Symantec recently revealed (PDF) one such variant, a data-lifting Trojan detected on European computer systems that the security software firm is calling the “precursor to the next Stuxnet.”

Liam O Murchu, an authority on Stuxnet who has intensely analyzed the worm with two of his colleagues at Symantec, tells Wired the new malware, dubbed Duqu, “contains parts that are nearly identical to Stuxnet and appears to have been written by the same authors behind Stuxnet, or at least by someone who had direct access to the Stuxnet code.”

Duqu malware configuration, via Symantec

But unlike Stuxnet, which singled out the specific software beneath Iran’s nuclear program, this new malware installs a backdoor to gather information like design documents, which could then be used in future cyberattacks. Built more for reconnaissance and to gain remote access capabilities – not to drop crippling payloads – Duqu automatically disappears itself from infected systems after 36 days.
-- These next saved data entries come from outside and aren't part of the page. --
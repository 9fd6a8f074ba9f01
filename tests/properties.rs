// SPDX-License-Identifier: AGPL-3.0-or-later
// SPDX-FileCopyrightText: 2025 Jonathan D.A. Jewell
//! Property tests for the bipartite projection

use proptest::prelude::*;
use std::collections::{BTreeMap, BTreeSet};
use vendornet::graph::ContractGraph;
use vendornet::projection::{self, UnitCostOracle};
use vendornet::types::{AgencyNode, ContractEdge, GraphStore, NodeClass, VendorNode};

/// Build a valid bipartite store from arbitrary (agency, vendor) index pairs
fn store_from_pairs(pairs: &[(u8, u8)]) -> GraphStore {
    let unique: BTreeSet<(String, String)> = pairs
        .iter()
        .map(|(a, v)| (format!("A{a:02}"), format!("V{v:02}")))
        .collect();

    let agencies: BTreeSet<&str> = unique.iter().map(|(a, _)| a.as_str()).collect();
    let vendors: BTreeSet<&str> = unique.iter().map(|(_, v)| v.as_str()).collect();

    GraphStore {
        agencies: agencies
            .into_iter()
            .map(|name| AgencyNode {
                name: name.into(),
                contract_count: 1,
                vendor_count: 1,
                total_amount: 1.0,
            })
            .collect(),
        vendors: vendors
            .into_iter()
            .map(|name| VendorNode {
                name: name.into(),
                vendor_id: None,
                contract_count: 1,
                agency_count: 1,
                total_amount: 1.0,
            })
            .collect(),
        edges: unique
            .into_iter()
            .map(|(agency, vendor)| ContractEdge {
                agency,
                vendor,
                contract_count: 1,
                total_amount: 1.0,
            })
            .collect(),
    }
}

/// Ground truth straight from the definition: every pair of agencies with a
/// common vendor, in canonical order
fn shared_vendor_pairs(store: &GraphStore) -> BTreeSet<(String, String)> {
    let mut by_vendor: BTreeMap<&str, BTreeSet<&str>> = BTreeMap::new();
    for edge in &store.edges {
        by_vendor
            .entry(edge.vendor.as_str())
            .or_default()
            .insert(edge.agency.as_str());
    }

    let mut pairs = BTreeSet::new();
    for agencies in by_vendor.values() {
        for a in agencies {
            for b in agencies {
                if a < b {
                    pairs.insert(((*a).to_string(), (*b).to_string()));
                }
            }
        }
    }
    pairs
}

proptest! {
    #[test]
    fn projection_matches_shared_vendor_definition(
        pairs in proptest::collection::vec((0u8..12, 0u8..12), 1..60)
    ) {
        let store = store_from_pairs(&pairs);
        let expected = shared_vendor_pairs(&store);

        let graph = ContractGraph::from_store(store).unwrap();
        let projected =
            projection::project(&graph, NodeClass::Agency, &UnitCostOracle).unwrap();

        let actual: BTreeSet<(String, String)> = projected
            .edges
            .iter()
            .map(|e| (e.a.clone(), e.b.clone()))
            .collect();

        prop_assert_eq!(actual, expected);
    }

    #[test]
    fn projection_edges_are_canonical_and_unique(
        pairs in proptest::collection::vec((0u8..12, 0u8..12), 1..60)
    ) {
        let graph = ContractGraph::from_store(store_from_pairs(&pairs)).unwrap();
        let projected =
            projection::project(&graph, NodeClass::Agency, &UnitCostOracle).unwrap();

        let mut seen = BTreeSet::new();
        for edge in &projected.edges {
            prop_assert!(edge.a < edge.b);
            prop_assert!(edge.shared_vendors >= 1);
            prop_assert!(seen.insert((edge.a.clone(), edge.b.clone())));
        }
    }

    #[test]
    fn projection_is_deterministic(
        pairs in proptest::collection::vec((0u8..12, 0u8..12), 1..60)
    ) {
        let graph = ContractGraph::from_store(store_from_pairs(&pairs)).unwrap();

        let first = projection::project(&graph, NodeClass::Agency, &UnitCostOracle).unwrap();
        let second = projection::project(&graph, NodeClass::Agency, &UnitCostOracle).unwrap();

        prop_assert_eq!(first, second);
    }
}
Duqu generates files with prefixes “~DQ” that the malware applies to the names of infected systems’ files. (The malware uses five files, according to O Murchu.) Like Stuxnet, it disguises itself as authentic code via a driver file marked with a legit digital certificate. Symantec claims the certificate traces to a company based out of Taipei, Taiwan, but isn’t naming names. (Helsinki-based F-Secure says its C-Media Electronics Inc., a hardware manufacturer specializing in USB storage and PC audio processors and various wireless audio gadgets.)
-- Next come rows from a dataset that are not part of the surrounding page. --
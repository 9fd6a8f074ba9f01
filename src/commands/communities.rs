// SPDX-License-Identifier: AGPL-3.0-or-later
// SPDX-FileCopyrightText: 2025 Jonathan D.A. Jewell
//! Communities command - partitions the projected agency graph

use crate::community::{self, detector_for};
use crate::projection;
use anyhow::{Context, Result};
use std::path::{Path, PathBuf};
use tracing::info;

/// Run the communities command
pub fn run(method: &str, json: bool, data_dir: Option<&Path>) -> Result<()> {
    let detector = detector_for(method).ok_or_else(|| {
        anyhow::anyhow!("Unknown method: {}. Valid: components, modularity", method)
    })?;

    let data_dir = resolve_data_dir(data_dir)?;
    let projected = projection::load(&data_dir)
        .with_context(|| format!("Failed to load projection from {}", data_dir.display()))?;

    if projected.nodes.is_empty() {
        println!("No projection found. Run 'vendornet project' first.");
        return Ok(());
    }

    info!(method = detector.name(), nodes = projected.nodes.len(), "detecting");

    let partition = detector.detect(&projected);
    let q = community::modularity(&projected, &partition);

    if json {
        println!("{}", serde_json::to_string_pretty(&partition)?);
        return Ok(());
    }

    println!(
        "Communities ({}, method={}, modularity={:.4}):",
        partition.len(),
        detector.name(),
        q
    );
    for (i, members) in partition.communities.iter().enumerate() {
        println!("  [{}] {}", i, members.join(", "));
    }

    Ok(())
}

/// Get the data directory
fn resolve_data_dir(override_dir: Option<&Path>) -> Result<PathBuf> {
    if let Some(dir) = override_dir {
        return Ok(dir.to_path_buf());
    }

    if let Ok(dir) = std::env::var("VENDORNET_DATA_DIR") {
        return Ok(PathBuf::from(dir));
    }

    let data_dir = directories::ProjectDirs::from("org", "hyperpolymath", "vendornet")
        .map(|dirs| dirs.data_dir().to_path_buf())
        .unwrap_or_else(|| {
            std::env::current_dir()
                .unwrap_or_else(|_| PathBuf::from("."))
                .join(".vendornet")
        });

    Ok(data_dir)
}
Wherever this goes and whatever it gathers, Duqu isn’t just a sign of the growing threat that viruses pose, but of the difficulty of controlling them once they’ve been unleashed. It’s like the proliferation problem that America’s atomic weapon builders once faced, and that we still face today. But the threat is a lot harder to notice, and a lot harder to stop. Hold onto your butts.